If you can publish your data in a data standard which is common and is used by other people, that’s even better. It means others have to do less work to reuse your data.
For example, if you are listing events then publishing data in an iCal/ICS format is essential. People can even import these data feeds directly into their personal calendars — how’s that for an impact for your project?
Also look at schema.org — you will probably want to markup your web pages with this standard anyway and there may be some existing models you can reuse.
Research more specialised data standards — for instance does Open Referral fit?
Question 7 — How can you spread the load of editing?
Many of these projects end up with one or a few people bearing the workload of editing the data. This is a problem as it is very easy for these people to feel burnt out eventually and then the whole project stops. Also people just want to take holidays sometimes!
Instead, can you set your project up such that many people can share the work of editing data? Think of a wiki model like Wikipedia that has thousands of editors. Is there a way you can safely allow this in your project?

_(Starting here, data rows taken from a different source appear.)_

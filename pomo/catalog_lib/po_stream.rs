//
// Copyright (c) 2026 Jeff Garzik
//
// This file is part of the posixutils-rs project covered under
// the MIT License.  For the full license text, please see the LICENSE
// file in the root directory of this project.
// SPDX-License-Identifier: MIT
//

//! Chunked .po parsing
//!
//! [`PoStreamParser`] accepts the input in arbitrary byte chunks. The first
//! chunks are buffered until enough data is present to find the header
//! charset; after that every chunk is decoded and lexed as it arrives.

use crate::catalog_lib::error::PoError;
use crate::catalog_lib::po_lexer::PoLexer;
use crate::catalog_lib::po_parser::{detect_charset, normalize, PoParseOptions};
use crate::catalog_lib::table::TranslationTable;
use crate::charset_lib::{bytes_to_text, normalize_charset, Charset, DEFAULT_CHARSET};

/// Bytes buffered before the charset is detected
pub const INITIAL_THRESHOLD: usize = 2048;

/// Incremental .po parser fed with byte chunks
#[derive(Debug)]
pub struct PoStreamParser {
    options: PoParseOptions,
    initial_threshold: usize,
    buffer: Vec<u8>,
    charset: String,
    lexer: Option<PoLexer>,
}

impl PoStreamParser {
    pub fn new(options: PoParseOptions) -> Self {
        PoStreamParser {
            options,
            initial_threshold: INITIAL_THRESHOLD,
            buffer: Vec::new(),
            charset: String::new(),
            lexer: None,
        }
    }

    /// Change the number of bytes collected before charset detection
    pub fn with_threshold(mut self, threshold: usize) -> Self {
        self.initial_threshold = threshold;
        self
    }

    /// Charset in use, once it has been detected
    pub fn charset(&self) -> Option<&str> {
        self.lexer.as_ref().map(|_| self.charset.as_str())
    }

    pub fn feed(&mut self, chunk: &[u8]) -> Result<(), PoError> {
        self.buffer.extend_from_slice(chunk);

        if self.lexer.is_none() {
            if self.buffer.len() < self.initial_threshold {
                return Ok(());
            }
            self.start();
        }

        self.process(false)
    }

    /// Flush the remaining input and build the table
    pub fn finish(mut self) -> Result<TranslationTable, PoError> {
        if self.lexer.is_none() {
            if self.buffer.is_empty() {
                let charset = normalize_charset(&self.options.default_charset, DEFAULT_CHARSET);
                return Ok(TranslationTable::new(&charset));
            }
            self.start();
        }

        self.process(true)?;

        let lexer = self.lexer.take().unwrap_or_default();
        normalize(lexer.finish()?, &self.charset, self.options.validation)
    }

    fn start(&mut self) {
        self.charset = detect_charset(&self.buffer, &self.options.default_charset);
        self.lexer = Some(PoLexer::new());
    }

    /// Decode and lex everything that cannot be part of a split character
    fn process(&mut self, last: bool) -> Result<(), PoError> {
        let cut = if last {
            self.buffer.len()
        } else {
            self.safe_prefix_len()
        };
        if cut == 0 {
            return Ok(());
        }

        let ready: Vec<u8> = self.buffer.drain(..cut).collect();
        let text = bytes_to_text(self.options.transcoder.as_ref(), &ready, &self.charset)?;
        match self.lexer.as_mut() {
            Some(lexer) => lexer.feed(&text),
            None => Ok(()),
        }
    }

    // Trailing bytes with the high bit set may start a multi-byte
    // character and wait for the next chunk. Wide encodings are kept
    // whole until the end.
    fn safe_prefix_len(&self) -> usize {
        let wide = matches!(
            Charset::lookup(&self.charset),
            Ok(Charset::Utf16
                | Charset::Utf16Le
                | Charset::Utf16Be
                | Charset::Utf32
                | Charset::Utf32Le
                | Charset::Utf32Be)
        );
        if wide {
            return 0;
        }

        let mut cut = self.buffer.len();
        while cut > 0 && self.buffer[cut - 1] >= 0x80 {
            cut -= 1;
        }
        cut
    }
}
use anyhow::Context;
use serde::Deserialize;
use std::env;
use std::path::{Path, PathBuf};

const DEFAULT_CONFIG_PATH: &str = "config.toml";

#[derive(Debug, Clone, Deserialize)]
#[serde(default)]
pub struct Config {
    pub app: AppConfig,
    pub speech: SpeechConfig,
}

#[derive(Debug, Clone, Deserialize)]
#[serde(default)]
pub struct AppConfig {
    /// Page title shown in the browser UI
    pub title: String,
    /// Library root: MP3s and one level of folders of MP3s
    pub sound_dir: PathBuf,
    /// Requested output sample rate for the audio device
    pub sample_rate: u32,
    pub host: String,
    pub port: u16,
    /// Upper bound on the `/upload` request body
    pub max_upload_bytes: usize,
}

#[derive(Debug, Clone, Deserialize)]
#[serde(default)]
pub struct SpeechConfig {
    /// Program used for speech on Linux; receives the text as its only argument
    pub command: String,
}

impl Default for Config {
    fn default() -> Self {
        Self {
            app: AppConfig::default(),
            speech: SpeechConfig::default(),
        }
    }
}

impl Default for AppConfig {
    fn default() -> Self {
        Self {
            title: "Soundboard".to_string(),
            sound_dir: PathBuf::from("sounds"),
            sample_rate: 44100,
            host: "127.0.0.1".to_string(),
            port: 5000,
            max_upload_bytes: 16 * 1024 * 1024,
        }
    }
}

impl Default for SpeechConfig {
    fn default() -> Self {
        Self {
            command: "espeak".to_string(),
        }
    }
}

impl Config {
    /// Load the config file named by `SOUNDBOARD_CONFIG` (or `config.toml`),
    /// then apply `SOUNDBOARD_HOST` / `SOUNDBOARD_PORT` overrides.
    pub fn from_env() -> Result<Self, anyhow::Error> {
        dotenvy::dotenv().ok();

        let path = env::var("SOUNDBOARD_CONFIG")
            .map(PathBuf::from)
            .unwrap_or_else(|_| PathBuf::from(DEFAULT_CONFIG_PATH));

        let mut config = if path.exists() {
            Self::load(&path)?
        } else {
            tracing::warn!("Config file {} not found, using defaults", path.display());
            Config::default()
        };

        if let Ok(host) = env::var("SOUNDBOARD_HOST") {
            config.app.host = host;
        }
        if let Ok(port) = env::var("SOUNDBOARD_PORT") {
            config.app.port = port
                .parse()
                .with_context(|| format!("SOUNDBOARD_PORT is not a valid port: {}", port))?;
        }

        config.validate()?;
        Ok(config)
    }

    pub fn load(path: &Path) -> Result<Self, anyhow::Error> {
        let content = std::fs::read_to_string(path)
            .with_context(|| format!("Failed to read config file {}", path.display()))?;
        Self::parse(&content).with_context(|| format!("Invalid config file {}", path.display()))
    }

    pub fn parse(content: &str) -> Result<Self, anyhow::Error> {
        let config: Config = toml::from_str(content)?;
        config.validate()?;
        Ok(config)
    }

    fn validate(&self) -> Result<(), anyhow::Error> {
        if self.app.port == 0 {
            anyhow::bail!("app.port must be non-zero");
        }
        if !(8000..=192_000).contains(&self.app.sample_rate) {
            anyhow::bail!(
                "app.sample_rate must be between 8000 and 192000, got {}",
                self.app.sample_rate
            );
        }
        if self.app.max_upload_bytes == 0 {
            anyhow::bail!("app.max_upload_bytes must be greater than zero");
        }
        Ok(())
    }

    pub fn bind_addr(&self) -> String {
        format!("{}:{}", self.app.host, self.app.port)
    }
}
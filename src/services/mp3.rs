use anyhow::Context;
use std::fs::File;
use std::path::Path;
use symphonia::core::codecs::{CodecType, CODEC_TYPE_MP1, CODEC_TYPE_MP2, CODEC_TYPE_MP3, CODEC_TYPE_NULL};
use symphonia::core::formats::FormatOptions;
use symphonia::core::io::MediaSourceStream;
use symphonia::core::meta::MetadataOptions;
use symphonia::core::probe::Hint;
use tracing::debug;

/// True when the file's contents probe as MPEG audio, whatever its extension says.
pub fn is_valid_mp3(path: &Path) -> bool {
    match probe_codec(path) {
        Ok(codec) if is_mpeg_audio(codec) => true,
        Ok(codec) => {
            debug!("Rejecting {}: not MPEG audio (codec {:?})", path.display(), codec);
            false
        }
        Err(e) => {
            debug!("Rejecting {}: {:#}", path.display(), e);
            false
        }
    }
}

fn is_mpeg_audio(codec: CodecType) -> bool {
    codec == CODEC_TYPE_MP3 || codec == CODEC_TYPE_MP2 || codec == CODEC_TYPE_MP1
}

fn probe_codec(path: &Path) -> Result<CodecType, anyhow::Error> {
    let file = File::open(path).context("Failed to open file")?;
    let mss = MediaSourceStream::new(Box::new(file), Default::default());

    let mut hint = Hint::new();
    hint.with_extension("mp3");

    let probed = symphonia::default::get_probe()
        .format(
            &hint,
            mss,
            &FormatOptions::default(),
            &MetadataOptions::default(),
        )
        .context("Failed to probe audio")?;

    let track = probed
        .format
        .tracks()
        .iter()
        .find(|t| t.codec_params.codec != CODEC_TYPE_NULL)
        .context("No audio track found")?;

    Ok(track.codec_params.codec)
}

/// Silent MPEG-1 Layer III frames (128 kbps, 44.1 kHz, stereo) for fixtures.
#[cfg(test)]
pub(crate) fn sample_mp3_bytes() -> Vec<u8> {
    const FRAME_LEN: usize = 417;
    const HEADER: [u8; 4] = [0xFF, 0xFB, 0x90, 0x00];

    let mut bytes = Vec::with_capacity(FRAME_LEN * 32);
    for _ in 0..32 {
        bytes.extend_from_slice(&HEADER);
        bytes.resize(bytes.len() + FRAME_LEN - HEADER.len(), 0);
    }
    bytes
}
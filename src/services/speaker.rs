use crate::error::{AppError, Result};
use crate::services::output_slot::OutputSlot;
use std::sync::Arc;
use tracing::info;

pub struct SpeechController {
    slot: Arc<OutputSlot>,
}

impl SpeechController {
    pub fn new(slot: Arc<OutputSlot>) -> Self {
        Self { slot }
    }

    /// Speak `text` over the shared output, returning once it has been heard.
    pub async fn speak(&self, text: &str) -> Result<String> {
        if text.trim().is_empty() {
            return Err(AppError::InvalidInput("No text provided".to_string()));
        }

        let _guard = self.slot.acquire().await;
        info!("Speaking {} chars", text.len());
        self.slot.speech().say(text).await?;

        Ok(text.to_string())
    }
}
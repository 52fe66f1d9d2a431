use axum::{
    extract::rejection::JsonRejection,
    extract::multipart::{MultipartError, MultipartRejection},
    http::StatusCode,
    response::{IntoResponse, Response},
    Json,
};
use serde_json::json;

#[derive(Debug, thiserror::Error)]
pub enum AppError {
    #[error("{0}")]
    InvalidInput(String),

    #[error("{0}")]
    NotFound(String),

    #[error("{0}")]
    Conflict(String),

    #[error("No sound is playing")]
    NoActivePlayback,

    #[error("{0}")]
    PayloadTooLarge(String),

    #[error("Background task failed: {0}")]
    Task(#[from] tokio::task::JoinError),

    #[error("{0:#}")]
    Internal(#[from] anyhow::Error),
}

impl IntoResponse for AppError {
    fn into_response(self) -> Response {
        let status = match self {
            AppError::InvalidInput(_) | AppError::NoActivePlayback => StatusCode::BAD_REQUEST,
            AppError::NotFound(_) => StatusCode::NOT_FOUND,
            AppError::Conflict(_) => StatusCode::CONFLICT,
            AppError::PayloadTooLarge(_) => StatusCode::PAYLOAD_TOO_LARGE,
            AppError::Task(ref e) => {
                tracing::error!("Background task error: {:?}", e);
                StatusCode::INTERNAL_SERVER_ERROR
            }
            AppError::Internal(ref e) => {
                tracing::error!("Internal error: {:?}", e);
                StatusCode::INTERNAL_SERVER_ERROR
            }
        };

        let body = Json(json!({
            "status": "error",
            "message": self.to_string(),
        }));

        (status, body).into_response()
    }
}

impl From<JsonRejection> for AppError {
    fn from(rejection: JsonRejection) -> Self {
        AppError::InvalidInput(rejection.body_text())
    }
}

impl From<MultipartRejection> for AppError {
    fn from(rejection: MultipartRejection) -> Self {
        AppError::InvalidInput(rejection.body_text())
    }
}

impl From<MultipartError> for AppError {
    fn from(err: MultipartError) -> Self {
        if err.status() == StatusCode::PAYLOAD_TOO_LARGE {
            AppError::PayloadTooLarge("File too large".to_string())
        } else {
            AppError::InvalidInput(err.body_text())
        }
    }
}

pub type Result<T> = std::result::Result<T, AppError>;
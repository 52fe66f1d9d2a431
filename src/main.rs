use soundboard::services::{speech, OutputSlot, RodioOutput, SpeechWorker};
use soundboard::{build_router, AppState, Config};
use std::sync::Arc;
use tracing_subscriber::{layer::SubscriberExt, util::SubscriberInitExt};

#[tokio::main]
async fn main() -> anyhow::Result<()> {
    // Initialize tracing
    tracing_subscriber::registry()
        .with(
            tracing_subscriber::EnvFilter::try_from_default_env()
                .unwrap_or_else(|_| "info,soundboard=debug".into()),
        )
        .with(tracing_subscriber::fmt::layer())
        .init();

    // Load configuration
    let config = Config::from_env()?;
    tracing::info!("Configuration loaded");

    if !config.app.sound_dir.is_dir() {
        tracing::warn!(
            "Library root {} does not exist; the board will be empty",
            config.app.sound_dir.display()
        );
    }

    // Audio output and speech engine
    let output = Arc::new(RodioOutput::open(config.app.sample_rate)?);
    let command = config.speech.command.clone();
    let speech = SpeechWorker::spawn(move || speech::platform_backend(command))?;
    let slot = Arc::new(OutputSlot::new(output, speech));
    tracing::info!("Audio output ready");

    let state = Arc::new(AppState::new(&config, slot));
    let app = build_router(state);

    // Start server
    let addr = config.bind_addr();
    tracing::info!("Starting server on {}", addr);

    let listener = tokio::net::TcpListener::bind(&addr).await?;
    axum::serve(listener, app).await?;

    Ok(())
}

For example, Open Tech Calendar managed to get hundreds of people to contribute; this old blog post shows the “long tail” of contributions.
Question 8 — How can you test and demonstrate the quality of your data?
When someone looks at your project they will have questions about how trustworthy the data is. In some cases, it can take people years to trust that a project will provide the correct information and that it’s worth putting effort into.
Are there ways you can regularly test how good your data is? Then once you know your data is good, are there ways you can communicate that to your users? For example, could you show the source or when the data was last checked?
Question 9 — How can you tie this all together?
Many of these points end up reinforcing each other, so it’s important to think about how they can all work together.
For instance, why should people take the time to add data to your project? If you can show that the data will be well looked after, will be well used and will be reused in other places then it’s easier to answer that question.
Or why should you spend time publishing your data as open data? It becomes a virtuous circle — if you can show that projects like this can be successful and other people start doing it then you can share data sources and help each other.
But some of these points can oppose each other. It’s up to you to find the right balance for your project.
For instance, one way to make it easy to add data is to put more workload on your admins — but that can lead to burnout. Another way to make it easy is to keep the number of fields of information you request low — but then there might not be enough information there and people won’t find your data useful.
Useful, usable and in use
At Open Data Services Coop our tagline is making data Useful, Usable and In Use. We want community data projects to be all those things and more! We recognise the impact a good data project can have as people search for information in these difficult times and we wish your project success.
EDIT: Thanks to Ian for pointing out that I’d missed something: See if your data goals and openness goals match with an existing data platform, and if they do just use that. For example, have a look at Wikidata or Open Street Map.